> Task prompt: Copy each line of the data beneath in which the word "Some" appears.

(Task input Opens)

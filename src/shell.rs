//! This module implements the interactive console shell.
//!
//! The shell is a thin adapter: it parses commands from stdin, keeps
//! track of which colour the side to move really is (the engine core
//! only knows the rotated view), and drives the engine through its
//! public API.

use std::io;

use crate::moves::Move;
use crate::pieces::{COLOR_BLACK, COLOR_WHITE};
use crate::play;
use crate::position::Position;
use crate::search;
use crate::search::SearchEngine;

pub struct Shell {

    // The engine
    engine: SearchEngine,

    // Current position, rotated so the side to move is uppercase
    pos: Position,

    // Colour of the side to move, for parsing and rendering
    color: usize,

    // Node budget per search
    max_nodes: u64,
}

impl Shell {

    pub fn new() -> Shell {
        Shell {
            engine: SearchEngine::new(),
            pos: Position::initial(),
            color: COLOR_WHITE,
            max_nodes: search::MAX_NODES,
        }
    }

    // The main command processing loop
    pub fn main_loop(&mut self) {
        loop {
            let mut line = String::new();
            match io::stdin().read_line(&mut line) {
                Ok(0) | Err(_) => break,
                Ok(_) => {}
            }
            let tokens: Vec<&str> = line.split_whitespace().collect();
            if tokens.is_empty() {
                continue;
            }
            match tokens[0] {
                "q" | "quit" => break,
                "new" => self.new_command(),
                "fen" => self.fen_command(&tokens),
                "p" => print!("{}", play::render_board(&self.pos, self.color)),
                "eval" => println!("score: {}", self.pos.score),
                "legal" => self.legal_command(),
                "m" => self.move_command(&tokens),
                "go" => self.go_command(),
                "pvf" => self.pvf_command(),
                "ab" => self.ab_command(),
                "pv" => self.pv_command(),
                "nodes" => self.nodes_command(&tokens),
                "book" => self.book_command(&tokens),
                "h" | "help" => self.help_command(),
                _ => println!("Unknown command (try 'h' for help)"),
            }
        }
    }

    fn help_command(&self) {
        println!("Commands:");
        println!("  new          start a new game");
        println!("  fen <fen>    set the position from FEN");
        println!("  p            print the board");
        println!("  eval         print the score of the position");
        println!("  legal        list the legal moves");
        println!("  m <move>     play a move (e.g. m 32-28, m 26x37)");
        println!("  go           search (MTD-bi) and play the best move");
        println!("  pvf          search for a forced variation");
        println!("  ab           search with alpha-beta and aspiration");
        println!("  pv           print the principal variation");
        println!("  nodes <n>    set the search node budget");
        println!("  book <file>  load an opening book");
        println!("  q            quit");
    }

    fn new_command(&mut self) {
        self.pos = Position::initial();
        self.color = COLOR_WHITE;
        self.engine.reset();
        println!("New game; White to move");
    }

    fn fen_command(&mut self, tokens: &[&str]) {
        if tokens.len() < 2 {
            println!("Usage: fen <fen>");
            return;
        }
        match play::parse_fen(tokens[1]) {
            Ok((pos, color)) => {
                self.pos = pos;
                self.color = color;
                print!("{}", play::render_board(&self.pos, self.color));
            }
            Err(err) => println!("{}", err),
        }
    }

    fn legal_command(&mut self) {
        let rendered: Vec<String> = self
            .engine
            .legal(&self.pos)
            .iter()
            .map(|m| play::render_move(self.color, m))
            .collect();
        println!("{}", rendered.join(" "));
    }

    fn move_command(&mut self, tokens: &[&str]) {
        if tokens.len() < 2 {
            println!("Usage: m <move>");
            return;
        }
        let steps = match play::parse_move(self.color, tokens[1]) {
            Ok(steps) => steps,
            Err(err) => {
                println!("{}", err);
                return;
            }
        };
        let legal = self.engine.legal(&self.pos);
        match play::match_move(&legal, &steps) {
            Some(m) => self.play_move(&m),
            None => println!("Illegal move: {}", tokens[1]),
        }
    }

    fn go_command(&mut self) {
        let pos = self.pos.clone();
        let (mv, score) = self.engine.search(&pos, self.max_nodes);
        let line = search::gen_pv(&pos, &self.engine.tp);
        println!("pv: {}", play::render_pv(self.color, &line));
        match mv {
            Some(m) => {
                println!(
                    "best move: {}  score: {}",
                    play::render_move(self.color, &m),
                    score
                );
                self.play_move(&m);
            }
            None => println!("No move found; score: {}", score),
        }
    }

    fn pvf_command(&mut self) {
        let pos = self.pos.clone();
        let (mv, score) = self.engine.search_pvf(&pos, self.max_nodes);
        let line = search::gen_pv(&pos, &self.engine.tpf);
        println!("pv: {}", play::render_pv(self.color, &line));
        match mv {
            Some(m) => println!(
                "forced line starts: {}  score: {}",
                play::render_move(self.color, &m),
                score
            ),
            None => println!("No forced variation found; score: {}", score),
        }
    }

    fn ab_command(&mut self) {
        let pos = self.pos.clone();
        let (mv, score) = self.engine.search_ab(&pos, self.max_nodes);
        let line = search::gen_pv(&pos, &self.engine.tpab);
        println!("pv: {}", play::render_pv(self.color, &line));
        match mv {
            Some(m) => println!(
                "best move: {}  score: {}",
                play::render_move(self.color, &m),
                score
            ),
            None => println!("No move found; score: {}", score),
        }
    }

    fn pv_command(&self) {
        let line = search::gen_pv(&self.pos, &self.engine.tp);
        println!("{}", play::render_pv(self.color, &line));
    }

    fn nodes_command(&mut self, tokens: &[&str]) {
        match tokens.get(1).and_then(|t| t.parse::<u64>().ok()) {
            Some(n) if n > 0 => {
                self.max_nodes = n;
                println!("Node budget: {}", n);
            }
            _ => println!("Usage: nodes <n>"),
        }
    }

    fn book_command(&mut self, tokens: &[&str]) {
        if tokens.len() < 2 {
            println!("Usage: book <file>");
            return;
        }
        self.engine.load_book(tokens[1]);
    }

    // Apply a legal move and hand the turn to the other colour
    fn play_move(&mut self, m: &Move) {
        println!("played: {}", play::render_move(self.color, m));
        self.pos = self.pos.do_move(m);
        self.color = 1 - self.color;
        print!("{}", play::render_board(&self.pos, self.color));
        if self.engine.legal(&self.pos).is_empty() {
            let winner = if self.color == COLOR_BLACK { "White" } else { "Black" };
            println!("No legal moves left: {} wins", winner);
        }
    }
}
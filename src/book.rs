//! This module contains the opening book: a frequency-weighted table
//! of positions reached by known opening lines, probed before the
//! default search.
//!
//! A book file is plain UTF-8 text with one opening per line, moves
//! separated by whitespace and optionally prefixed with a move number
//! ("1.32-28 19-23 2.38-32 ...").  Every line is replayed from the
//! starting position; the board key AFTER each move gets an entry
//! whose frequency counts how many lines pass through it.  Probing a
//! position means looking up the key each legal move would lead to.

use rand::Rng;

use crate::moves::{Move, MoveTable};
use crate::pieces::COLOR_WHITE;
use crate::play;
use crate::position::Position;
use crate::tt::{TransTable, TABLE_SIZE};

#[derive(Clone, Debug)]
pub struct BookEntry {

    // Number of book lines passing through this position
    pub freq: u32,
}

// How a move is picked when several legal moves stay in book
#[derive(Clone, Copy, Debug, PartialEq, Eq)]
pub enum Selection {

    // Pick a random in-book move (the default)
    Random,

    // Always pick the move with the highest frequency
    HighestFrequency,
}

pub struct OpeningBook {

    // Book entries keyed by post-move board
    table: TransTable<BookEntry>,

    // Candidate selection strategy
    selection: Selection,
}

impl OpeningBook {

    pub fn new() -> OpeningBook {
        OpeningBook {
            table: TransTable::new(TABLE_SIZE),
            selection: Selection::Random,
        }
    }

    pub fn len(&self) -> usize {
        self.table.len()
    }

    pub fn is_empty(&self) -> bool {
        self.table.is_empty()
    }

    pub fn set_selection(&mut self, selection: Selection) {
        self.selection = selection;
    }

    // Read a book file, replacing the current book.  A missing file
    // is reported and leaves the book empty; a bad move is reported
    // and aborts its line, the rest of the file still loads.  Returns
    // (lines read, positions stored).
    pub fn read_file(&mut self, path: &str, moves: &mut MoveTable) -> (usize, usize) {
        let text = match std::fs::read_to_string(path) {
            Ok(text) => text,
            Err(_) => {
                eprintln!("Opening book not available: {}", path);
                return (0, 0);
            }
        };
        println!("Reading opening book <{}> ....", path);
        self.table.clear();
        let mut line_count = 0;
        let mut move_count = 0;
        for line in text.lines() {
            let line = line.trim();
            if line.is_empty() {
                continue;
            }
            line_count += 1;
            move_count += self.add_line(line, moves);
        }
        println!(
            "Opening book read: {} lines and {} positions",
            line_count, move_count
        );
        (line_count, move_count)
    }

    // Replay one opening line from the starting position, storing an
    // entry after every move.  Returns the number of moves added.
    fn add_line(&mut self, line: &str, moves: &mut MoveTable) -> usize {
        let mut pos = Position::initial();
        let mut color = COLOR_WHITE;
        let mut added = 0;
        for token in line.split_whitespace() {
            let steps = match play::parse_move(color, token) {
                Ok(steps) => steps,
                Err(err) => {
                    eprintln!("Opening book: {} in line '{}'", err, line);
                    break;
                }
            };
            let legal = moves.gen(&pos.board);
            let m = match play::match_move(&legal, &steps) {
                Some(m) => m,
                None => {
                    eprintln!("Opening book: illegal move '{}' in line '{}'", token, line);
                    break;
                }
            };
            pos = pos.do_move(&m);
            let freq = match self.table.probe(&pos.key()) {
                Some(entry) => entry.freq + 1,
                None => 1,
            };
            self.table.store(pos.key(), BookEntry { freq });
            color = 1 - color;
            added += 1;
        }
        added
    }

    // Probe the book: collect the legal moves whose resulting
    // position is in book and pick one according to the selection
    // strategy.
    pub fn search_move(&self, pos: &Position, moves: &mut MoveTable) -> Option<Move> {
        if self.table.is_empty() {
            return None;
        }
        let mut candidates: Vec<(Move, u32)> = Vec::new();
        for m in moves.gen(&pos.board) {
            let next = pos.do_move(&m);
            if let Some(entry) = self.table.probe(&next.key()) {
                candidates.push((m, entry.freq));
            }
        }
        if candidates.is_empty() {
            return None;
        }
        match self.selection {
            Selection::HighestFrequency => {
                candidates.sort_by_key(|&(_, freq)| std::cmp::Reverse(freq));
                Some(candidates.swap_remove(0).0)
            }
            Selection::Random => {
                let mut rng = rand::thread_rng();
                let pick = rng.gen_range(0..candidates.len());
                Some(candidates.swap_remove(pick).0)
            }
        }
    }
}

// =====================================
//             UNIT TESTS
// =====================================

(Task input Closes)

> Exercise result:
            Some(m) => self.play_move(&m),
            Some(m) => {
            Some(m) => println!(
            Some(m) => println!(
            Some(n) if n > 0 => {
                Some(m) => m,
                Some(entry) => entry.freq + 1,
            if let Some(entry) = self.table.probe(&next.key()) {
                Some(candidates.swap_remove(0).0)
                Some(candidates.swap_remove(pick).0)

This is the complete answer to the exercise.